Sunday, November 30, 2008

MFA-MBA: An Ethical Dilemma

When a literary-type enrolls in an executive MBA program, an evaluative eye naturally remains open. I may be doing my best to learn, but a part of my brain remains open, judging, assessing, characterizing what is happening around me. And though the seriousness of it, the workload and the nature of what we're doing, consumes my energy, I still want to write about it.

Here, I am faced with a dilemma that is at least ethical, but goes beyond that. Writing publicly about my experience in the EMBA program is tricky. I think the blog is the perfect forum because it allows me to debate things openly. Not only do I want to write about my experience, but I also want to get into what is being covered in the courses. As well as what is going on in the real world.

My instinct for self-preservation tells me this is risky.
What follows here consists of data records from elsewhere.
//! Page request and page result types

use serde::{Deserialize, Serialize};
use crate::utils::errors::{Result, TripBuddyError};
use crate::utils::helpers::{calculate_offset, total_pages};

/// 1-based page request
#[derive(Debug, Clone, Copy, PartialEq, Eq, Serialize, Deserialize)]
pub struct PageRequest {
    pub page: u32,
    pub limit: u32,
}

impl PageRequest {
    pub fn new(page: u32, limit: u32) -> Self {
        Self { page, limit }
    }

    /// Reject pages below 1 and limits outside `1..=max_limit`
    pub fn validate(&self, max_limit: u32) -> Result<()> {
        if self.page == 0 {
            return Err(TripBuddyError::InvalidInput("page must be at least 1".to_string()));
        }
        if self.limit == 0 || self.limit > max_limit {
            return Err(TripBuddyError::InvalidInput(format!(
                "limit must be between 1 and {}",
                max_limit
            )));
        }
        Ok(())
    }

    pub fn offset(&self) -> i64 {
        calculate_offset(self.page, self.limit)
    }
}

impl Default for PageRequest {
    fn default() -> Self {
        Self { page: 1, limit: 20 }
    }
}

#[derive(Debug, Clone, Serialize, Deserialize)]
pub struct Page<T> {
    pub items: Vec<T>,
    pub total: i64,
    pub page: u32,
    pub limit: u32,
}

impl<T> Page<T> {
    pub fn new(items: Vec<T>, total: i64, request: PageRequest) -> Self {
        Self {
            items,
            total,
            page: request.page,
            limit: request.limit,
        }
    }

    pub fn total_pages(&self) -> i64 {
        total_pages(self.total, self.limit)
    }

    /// Slice an already fully ordered collection
    pub fn from_ordered(all: Vec<T>, request: PageRequest) -> Self {
        let total = all.len() as i64;
        let items = all
            .into_iter()
            .skip(request.offset() as usize)
            .take(request.limit as usize)
            .collect();
        Self::new(items, total, request)
    }
}
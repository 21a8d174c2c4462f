//! Database repositories module
//!
//! This module contains all repository implementations for data access

pub mod user;
pub mod event;
pub mod member;
pub mod swipe;
pub mod tag;
pub mod chat;

// Re-export repositories
pub use user::UserRepository;
pub use event::EventRepository;
pub use member::{MemberRepository, ParticipationScope};
pub use swipe::SwipeRepository;
pub use tag::TagRepository;
pub use chat::ChatRepository;
//! Database module
//!
//! This module handles database connections and operations

pub mod connection;
pub mod repositories;
pub mod service;

// Re-export commonly used database components
pub use connection::{DatabasePool, create_pool, run_migrations, health_check};
pub use repositories::{
    UserRepository, EventRepository, MemberRepository, ParticipationScope, SwipeRepository, TagRepository, ChatRepository,
};
pub use service::DatabaseService;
Writing critically about the program, the faculty, or other students might get in trouble. It's not as if my name isn't all over this blog. If I fail to mention the name of the college, or the name of any other student or professor that at least might help me avoid any pesky Google searches.

So, I'll tread lightly, I suppose.

1 comment:

  1. Coming into an MBA with such an obviously objective/skeptical mind (I highly doubt you'll ever truly drink the MBA Kool-aid), there's no way you'll be able to make comments here that won't get you in trouble. So I suggest you start a second, anonymous blog as a venting outlet.
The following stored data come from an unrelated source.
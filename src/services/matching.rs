//! Suggestion scoring and ranking
//!
//! Pure functions over already loaded rows. A candidate scores
//! `weight(kind) * level` for every active tag it shares with the user;
//! candidates are then ordered by score, recency, creation time and id so
//! that two calls over the same data always agree.

use std::cmp::Ordering;
use std::collections::{HashMap, HashSet};
use uuid::Uuid;
use crate::config::MatchingConfig;
use crate::models::event::Event;
use crate::models::suggestion::{MatchedTag, Suggestion};
use crate::models::tag::{Tag, TagKind, UserTag};

/// Per-kind score weights
#[derive(Debug, Clone, Copy, PartialEq, Eq)]
pub struct MatchWeights {
    pub interest: u32,
    pub food: u32,
    pub travel_style: u32,
    pub category: u32,
    pub generic: u32,
}

impl Default for MatchWeights {
    fn default() -> Self {
        Self {
            interest: 3,
            food: 2,
            travel_style: 2,
            category: 1,
            generic: 1,
        }
    }
}

impl From<&MatchingConfig> for MatchWeights {
    fn from(config: &MatchingConfig) -> Self {
        Self {
            interest: config.interest_weight,
            food: config.food_weight,
            travel_style: config.travel_style_weight,
            category: config.category_weight,
            generic: config.generic_weight,
        }
    }
}

impl MatchWeights {
    pub fn weight(&self, kind: TagKind) -> u32 {
        match kind {
            TagKind::Interest => self.interest,
            TagKind::Food => self.food,
            TagKind::TravelStyle => self.travel_style,
            TagKind::Category => self.category,
            TagKind::Generic => self.generic,
        }
    }
}

/// The user's tag selections keyed by tag id, with their effective level
#[derive(Debug, Clone, Default)]
pub struct PreferenceProfile {
    levels: HashMap<i64, u32>,
}

impl PreferenceProfile {
    pub fn from_user_tags(tags: &[UserTag]) -> Self {
        let levels = tags
            .iter()
            .map(|tag| {
                let level = if tag.kind.has_levels() { tag.level.max(1) as u32 } else { 1 };
                (tag.tag_id, level)
            })
            .collect();
        Self { levels }
    }

    pub fn level(&self, tag_id: i64) -> Option<u32> {
        self.levels.get(&tag_id).copied()
    }

    pub fn is_empty(&self) -> bool {
        self.levels.is_empty()
    }
}

/// Score one event's tags against a profile
pub fn score_tags(weights: &MatchWeights, profile: &PreferenceProfile, event_tags: &[Tag]) -> (u32, Vec<MatchedTag>) {
    let mut seen = HashSet::new();
    let mut matched = Vec::new();
    let mut score = 0u32;

    for tag in event_tags.iter().filter(|tag| tag.is_active) {
        if !seen.insert(tag.id) {
            continue;
        }
        if let Some(level) = profile.level(tag.id) {
            let contribution = weights.weight(tag.kind).saturating_mul(level);
            score = score.saturating_add(contribution);
            matched.push(MatchedTag {
                tag_id: tag.id,
                kind: tag.kind,
                code: tag.code.clone(),
                name: tag.name.clone(),
                contribution,
            });
        }
    }

    matched.sort_by(|a, b| b.contribution.cmp(&a.contribution).then(a.tag_id.cmp(&b.tag_id)));
    (score, matched)
}

/// Total order used for suggestion lists
pub fn compare_suggestions(a: &Suggestion, b: &Suggestion) -> Ordering {
    b.score
        .cmp(&a.score)
        .then_with(|| b.event.recency_key().cmp(&a.event.recency_key()))
        .then_with(|| b.event.created_at.cmp(&a.event.created_at))
        .then_with(|| a.event.id.cmp(&b.event.id))
}

/// Score and order every candidate. Candidates without overlap stay in the list at score 0.
pub fn rank(
    weights: &MatchWeights,
    profile: &PreferenceProfile,
    candidates: Vec<Event>,
    tags_by_event: &HashMap<Uuid, Vec<Tag>>,
) -> Vec<Suggestion> {
    let mut suggestions: Vec<Suggestion> = candidates
        .into_iter()
        .map(|event| {
            let tags = tags_by_event.get(&event.id).map(Vec::as_slice).unwrap_or(&[]);
            let (score, matched_tags) = score_tags(weights, profile, tags);
            Suggestion { event, score, matched_tags }
        })
        .collect();

    suggestions.sort_by(compare_suggestions);
    suggestions
}

#[cfg(test)]
mod tests {
    use super::*;
    use chrono::{Duration, TimeZone, Utc};
    use crate::models::event::{EventStatus, EventType};

    fn tag(id: i64, kind: TagKind) -> Tag {
        Tag {
            id,
            kind,
            code: format!("tag_{}", id),
            name: format!("Tag {}", id),
            icon: None,
            sort_order: 0,
            is_active: true,
            created_at: Utc::now(),
        }
    }

    fn user_tag(tag_id: i64, kind: TagKind, level: i16) -> UserTag {
        UserTag {
            user_id: Uuid::nil(),
            tag_id,
            kind,
            code: format!("tag_{}", tag_id),
            name: format!("Tag {}", tag_id),
            level,
            updated_at: Utc::now(),
        }
    }

    fn event(id: u128, created_offset_hours: i64) -> Event {
        let created_at = Utc.with_ymd_and_hms(2026, 5, 1, 12, 0, 0).unwrap() + Duration::hours(created_offset_hours);
        Event {
            id: Uuid::from_u128(id),
            creator_id: Uuid::nil(),
            title: format!("Event {}", id),
            description: None,
            event_type: EventType::Meal,
            location_name: None,
            latitude: None,
            longitude: None,
            start_at: None,
            end_at: None,
            max_participants: None,
            budget_min: None,
            budget_max: None,
            status: EventStatus::Published,
            cover_image_url: None,
            photo_urls: Vec::new(),
            created_at,
            updated_at: created_at,
        }
    }

    #[test]
    fn test_weights_from_config() {
        let config = crate::config::Settings::default().matching;
        assert_eq!(MatchWeights::from(&config), MatchWeights::default());
    }

    #[test]
    fn test_food_level_multiplies_weight() {
        let weights = MatchWeights::default();
        let profile = PreferenceProfile::from_user_tags(&[
            user_tag(1, TagKind::Food, 3),
            user_tag(2, TagKind::Interest, 3),
        ]);

        let (score, matched) = score_tags(&weights, &profile, &[tag(1, TagKind::Food), tag(2, TagKind::Interest)]);
        // food 2 * 3, interest 3 * 1 (non-food levels do not scale)
        assert_eq!(score, 9);
        assert_eq!(matched.len(), 2);
        assert_eq!(matched[0].contribution, 6);
        assert_eq!(matched[0].tag_id, 1);
    }

    #[test]
    fn test_inactive_and_duplicate_tags_do_not_count() {
        let weights = MatchWeights::default();
        let profile = PreferenceProfile::from_user_tags(&[user_tag(5, TagKind::Generic, 1)]);
        let mut inactive = tag(6, TagKind::Generic);
        inactive.is_active = false;

        let (score, matched) = score_tags(&weights, &profile, &[tag(5, TagKind::Generic), tag(5, TagKind::Generic), inactive]);
        assert_eq!(score, 1);
        assert_eq!(matched.len(), 1);
    }

    #[test]
    fn test_rank_orders_by_score_then_recency_then_id() {
        let weights = MatchWeights::default();
        let profile = PreferenceProfile::from_user_tags(&[user_tag(1, TagKind::Interest, 1)]);

        let older = event(1, 0);
        let newer = event(2, 5);
        let tie_a = event(3, 2);
        let tie_b = event(4, 2);
        let tagged = event(5, -100);

        let mut tags = HashMap::new();
        tags.insert(tagged.id, vec![tag(1, TagKind::Interest)]);

        let ranked = rank(&weights, &profile, vec![older, tie_b, tagged, newer, tie_a], &tags);
        let ids: Vec<u128> = ranked.iter().map(|s| s.event.id.as_u128()).collect();
        assert_eq!(ids, vec![5, 2, 3, 4, 1]);
        assert_eq!(ranked[0].score, 3);
        assert!(ranked[1..].iter().all(|s| s.score == 0 && s.matched_tags.is_empty()));
    }

    #[test]
    fn test_start_time_drives_recency() {
        let weights = MatchWeights::default();
        let profile = PreferenceProfile::default();

        let mut later_start = event(1, 0);
        later_start.start_at = Some(later_start.created_at + Duration::days(30));
        let recent = event(2, 24);

        let ranked = rank(&weights, &profile, vec![recent, later_start], &HashMap::new());
        assert_eq!(ranked[0].event.id.as_u128(), 1);
    }

    #[test]
    fn test_rank_is_stable_across_input_orders() {
        let weights = MatchWeights::default();
        let profile = PreferenceProfile::default();
        let events: Vec<Event> = (1..=6).map(|i| event(i, (i as i64) % 2)).collect();

        let forward = rank(&weights, &profile, events.clone(), &HashMap::new());
        let backward = rank(&weights, &profile, events.into_iter().rev().collect(), &HashMap::new());
        let a: Vec<Uuid> = forward.iter().map(|s| s.event.id).collect();
        let b: Vec<Uuid> = backward.iter().map(|s| s.event.id).collect();
        assert_eq!(a, b);
    }
}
    I went to grad school in the early 1990s (not only pre-blog but even pre-WWW) and quickly realized there was so much official idiocy going on there that I simply had to comment on it publicly. So I self-published an underground newspaper/pamphlet that skewered everyone whom I thought deserved skewering - all of it completely anonymous. Even my best friends didn't know it was me who wrote it. Had anyone known, it would have inevitably gotten back to the professors and the administration, and I definitely would have gotten in trouble for expressing my views. If I was doing the same thing today, obviously I'd do so with an anonymous blog instead of a printed pamphlet, which is what I suggest you do.

    You'll never be able to write completely freely about things that bother you about the program unless you keep it anonymous. That way, there's no need to tread lightly. You can say exactly what you want to say.